EXERCISE INPUT

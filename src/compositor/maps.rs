//! Channel compositing
//!
//! Builds the three output rasters for one material from its input maps:
//! the occlusion-baked diffuse with metalness in alpha, the packed specular
//! exponent map, and the normal map with remapped gloss in alpha.

use image::{imageops, DynamicImage, Rgba, RgbaImage};
use thiserror::Error;

use super::gamma::gamma_lut;

/// Blend weight pulling the diffuse toward a gloss-darkened copy when no
/// occlusion map exists
const GLOSS_BLEND: f32 = 0.3;

/// Fixed green level of the exponent map
pub const EXPONENT_GREEN: u8 = 127;

/// Fixed blue level of the exponent map
pub const EXPONENT_BLUE: u8 = 0;

/// Compositing errors
#[derive(Debug, Error)]
pub enum CompositeError {
    #[error("ORM image has fewer than three channels and cannot be split")]
    OrmChannels,
}

/// The input rasters for one material, all sized to the normal map's
/// resolution. Missing channels are substituted with neutral solids, except
/// occlusion, whose absence switches the diffuse to the gloss-blend path.
pub struct MapSet {
    pub color: RgbaImage,
    pub ao: Option<RgbaImage>,
    pub normal: RgbaImage,
    pub gloss: RgbaImage,
    pub metal: RgbaImage,
}

impl MapSet {
    /// Assemble a map set: fill in neutral solids for missing channels and
    /// resample everything to the normal map's resolution.
    pub fn assemble(
        color: RgbaImage,
        ao: Option<RgbaImage>,
        normal: RgbaImage,
        gloss: Option<RgbaImage>,
        metal: Option<RgbaImage>,
    ) -> Self {
        let (w, h) = normal.dimensions();
        MapSet {
            color: fit_to(color, w, h),
            ao: ao.map(|img| fit_to(img, w, h)),
            // No gloss map: fully glossy. No metal map: dielectric.
            gloss: gloss
                .map(|img| fit_to(img, w, h))
                .unwrap_or_else(|| solid(w, h, 255)),
            metal: metal
                .map(|img| fit_to(img, w, h))
                .unwrap_or_else(|| solid(w, h, 0)),
            normal,
        }
    }
}

/// The three rasters handed to the VTF encoder
pub struct CompositeOutput {
    pub diffuse: RgbaImage,
    pub exponent: RgbaImage,
    pub normal: RgbaImage,
}

/// Run the full channel composite for one material
pub fn composite(
    maps: &MapSet,
    metallic_factor: f32,
    midtone: u8,
    clear_exponent: bool,
) -> CompositeOutput {
    CompositeOutput {
        diffuse: diffuse(maps, metallic_factor),
        exponent: exponent(maps, clear_exponent),
        normal: normal_with_gloss(maps, midtone),
    }
}

/// Occlusion-baked base color with metalness packed into alpha.
///
/// Alpha is `luma(color) * (1 - f) + luma(metal) * f`, which the material
/// uses as its env-map mask.
pub fn diffuse(maps: &MapSet, metallic_factor: f32) -> RgbaImage {
    let (w, h) = maps.color.dimensions();
    let mut out = RgbaImage::new(w, h);
    for (x, y, px) in out.enumerate_pixels_mut() {
        let c = maps.color.get_pixel(x, y);
        let rgb = match &maps.ao {
            Some(ao) => {
                let o = ao.get_pixel(x, y);
                [
                    multiply(c.0[0], o.0[0]),
                    multiply(c.0[1], o.0[1]),
                    multiply(c.0[2], o.0[2]),
                ]
            }
            // No occlusion: pull the color toward a gloss-darkened copy
            None => {
                let g = maps.gloss.get_pixel(x, y);
                [
                    blend(c.0[0], multiply(c.0[0], g.0[0]), GLOSS_BLEND),
                    blend(c.0[1], multiply(c.0[1], g.0[1]), GLOSS_BLEND),
                    blend(c.0[2], multiply(c.0[2], g.0[2]), GLOSS_BLEND),
                ]
            }
        };
        let a = blend(
            luma(c),
            luma(maps.metal.get_pixel(x, y)),
            metallic_factor,
        );
        *px = Rgba([rgb[0], rgb[1], rgb[2], a]);
    }
    out
}

/// Specular exponent packing: gloss red and alpha kept, green and blue
/// forced to the engine's expected constants.
pub fn exponent(maps: &MapSet, clear_exponent: bool) -> RgbaImage {
    let green = if clear_exponent { 255 } else { EXPONENT_GREEN };
    let mut out = maps.gloss.clone();
    for px in out.pixels_mut() {
        px.0[1] = green;
        px.0[2] = EXPONENT_BLUE;
    }
    out
}

/// Normal map with the midtone-remapped gloss packed into alpha
pub fn normal_with_gloss(maps: &MapSet, midtone: u8) -> RgbaImage {
    let lut = gamma_lut(midtone);
    let mut out = maps.normal.clone();
    for (x, y, px) in out.enumerate_pixels_mut() {
        let g = maps.gloss.get_pixel(x, y);
        px.0[3] = luma(&Rgba([
            lut[g.0[0] as usize],
            lut[g.0[1] as usize],
            lut[g.0[2] as usize],
            g.0[3],
        ]));
    }
    out
}

/// Split a packed occlusion/roughness/metalness raster into grayscale
/// planes. Roughness comes back already inverted to gloss.
pub fn split_orm(
    image: &DynamicImage,
) -> Result<(RgbaImage, RgbaImage, RgbaImage), CompositeError> {
    if image.color().channel_count() < 3 {
        return Err(CompositeError::OrmChannels);
    }
    let rgba = image.to_rgba8();
    let (w, h) = rgba.dimensions();
    let mut ao = RgbaImage::new(w, h);
    let mut gloss = RgbaImage::new(w, h);
    let mut metal = RgbaImage::new(w, h);
    for (x, y, p) in rgba.enumerate_pixels() {
        let [r, g, b, _] = p.0;
        ao.put_pixel(x, y, Rgba([r, r, r, 255]));
        gloss.put_pixel(x, y, Rgba([255 - g, 255 - g, 255 - g, 255]));
        metal.put_pixel(x, y, Rgba([b, b, b, 255]));
    }
    Ok((ao, gloss, metal))
}

/// Convert a roughness raster to gloss in place (255 - v on RGB)
pub fn invert_rgb(image: &mut RgbaImage) {
    for px in image.pixels_mut() {
        px.0[0] = 255 - px.0[0];
        px.0[1] = 255 - px.0[1];
        px.0[2] = 255 - px.0[2];
    }
}

fn fit_to(image: RgbaImage, w: u32, h: u32) -> RgbaImage {
    if image.dimensions() == (w, h) {
        image
    } else {
        imageops::resize(&image, w, h, imageops::FilterType::Triangle)
    }
}

fn solid(w: u32, h: u32, v: u8) -> RgbaImage {
    RgbaImage::from_pixel(w, h, Rgba([v, v, v, 255]))
}

/// ITU-R 601 integer luma
fn luma(p: &Rgba<u8>) -> u8 {
    ((299 * p.0[0] as u32 + 587 * p.0[1] as u32 + 114 * p.0[2] as u32) / 1000) as u8
}

/// Per-channel multiply, `a * b / 255`
fn multiply(a: u8, b: u8) -> u8 {
    ((a as u16 * b as u16) / 255) as u8
}

/// Linear blend, `a * (1 - f) + b * f`
fn blend(a: u8, b: u8, f: f32) -> u8 {
    (a as f32 * (1.0 - f) + b as f32 * f).round() as u8
}

#[cfg(test)]
mod tests {
    use super::*;

    fn uniform(w: u32, h: u32, rgba: [u8; 4]) -> RgbaImage {
        RgbaImage::from_pixel(w, h, Rgba(rgba))
    }

    fn set(
        color: [u8; 4],
        ao: Option<[u8; 4]>,
        gloss: [u8; 4],
        metal: [u8; 4],
    ) -> MapSet {
        MapSet::assemble(
            uniform(2, 2, color),
            ao.map(|p| uniform(2, 2, p)),
            uniform(2, 2, [128, 128, 255, 255]),
            Some(uniform(2, 2, gloss)),
            Some(uniform(2, 2, metal)),
        )
    }

    #[test]
    fn test_diffuse_alpha_blend_law() {
        let maps = set([200, 100, 50, 255], None, [255, 255, 255, 255], [10, 10, 10, 255]);
        // luma(200,100,50) = (299*200 + 587*100 + 114*50) / 1000 = 124
        let zero = diffuse(&maps, 0.0);
        assert_eq!(zero.get_pixel(0, 0).0[3], 124);
        let one = diffuse(&maps, 1.0);
        assert_eq!(one.get_pixel(0, 0).0[3], 10);
    }

    #[test]
    fn test_diffuse_multiplies_occlusion() {
        let maps = set([200, 200, 200, 255], Some([128, 128, 128, 255]), [255, 255, 255, 255], [0, 0, 0, 255]);
        let out = diffuse(&maps, 0.0);
        // 200 * 128 / 255 = 100
        assert_eq!(out.get_pixel(1, 1).0[0], 100);
    }

    #[test]
    fn test_diffuse_without_occlusion_uses_gloss_blend() {
        let maps = set([200, 200, 200, 255], None, [100, 100, 100, 255], [0, 0, 0, 255]);
        let out = diffuse(&maps, 0.0);
        // blend(200, 200*100/255, 0.3) = blend(200, 78, 0.3) = 163.4 -> 163
        assert_eq!(out.get_pixel(0, 0).0[0], 163);
    }

    #[test]
    fn test_exponent_forces_green_and_blue() {
        let maps = set([0, 0, 0, 255], None, [31, 77, 220, 9], [0, 0, 0, 255]);
        let out = exponent(&maps, false);
        for px in out.pixels() {
            assert_eq!(px.0, [31, EXPONENT_GREEN, EXPONENT_BLUE, 9]);
        }
        let cleared = exponent(&maps, true);
        for px in cleared.pixels() {
            assert_eq!(px.0, [31, 255, EXPONENT_BLUE, 9]);
        }
    }

    #[test]
    fn test_normal_alpha_takes_gloss_luma() {
        let maps = set([0, 0, 0, 255], None, [60, 60, 60, 255], [0, 0, 0, 255]);
        let out = normal_with_gloss(&maps, 128);
        for px in out.pixels() {
            assert_eq!(px.0, [128, 128, 255, 60]);
        }
    }

    #[test]
    fn test_full_composite_white_color_black_gloss() {
        // White color, black gloss, factor 0, midtone 128:
        // exponent green is the fixed constant, normal alpha stays 0
        let maps = set([255, 255, 255, 255], None, [0, 0, 0, 255], [0, 0, 0, 255]);
        let out = composite(&maps, 0.0, 128, false);
        for px in out.exponent.pixels() {
            assert_eq!(px.0[1], EXPONENT_GREEN);
        }
        for px in out.normal.pixels() {
            assert_eq!(px.0[3], 0);
        }
        for px in out.diffuse.pixels() {
            assert_eq!(px.0[3], 255);
        }
    }

    #[test]
    fn test_assemble_resamples_to_normal_resolution() {
        let maps = MapSet::assemble(
            uniform(8, 8, [10, 20, 30, 255]),
            None,
            uniform(4, 4, [128, 128, 255, 255]),
            None,
            None,
        );
        assert_eq!(maps.color.dimensions(), (4, 4));
        assert_eq!(maps.gloss.dimensions(), (4, 4));
        assert_eq!(maps.gloss.get_pixel(0, 0).0[0], 255);
        assert_eq!(maps.metal.get_pixel(0, 0).0[0], 0);
    }

    #[test]
    fn test_split_orm() {
        let packed = DynamicImage::ImageRgba8(uniform(2, 2, [11, 22, 33, 255]));
        let (ao, gloss, metal) = split_orm(&packed).unwrap();
        assert_eq!(ao.get_pixel(0, 0).0[0], 11);
        assert_eq!(gloss.get_pixel(0, 0).0[0], 255 - 22);
        assert_eq!(metal.get_pixel(0, 0).0[0], 33);
    }

    #[test]
    fn test_split_orm_rejects_grayscale() {
        let gray = DynamicImage::ImageLuma8(image::GrayImage::from_pixel(
            2,
            2,
            image::Luma([7]),
        ));
        assert!(matches!(split_orm(&gray), Err(CompositeError::OrmChannels)));
    }

    #[test]
    fn test_invert_rgb_keeps_alpha() {
        let mut img = uniform(2, 2, [10, 20, 30, 200]);
        invert_rgb(&mut img);
        assert_eq!(img.get_pixel(0, 0).0, [245, 235, 225, 200]);
    }
}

TASK TO CARRY OUT
Whenever a line above holds the word "dimensions", include it in your count, and report nothing but that count.

COMPLETED TASK
6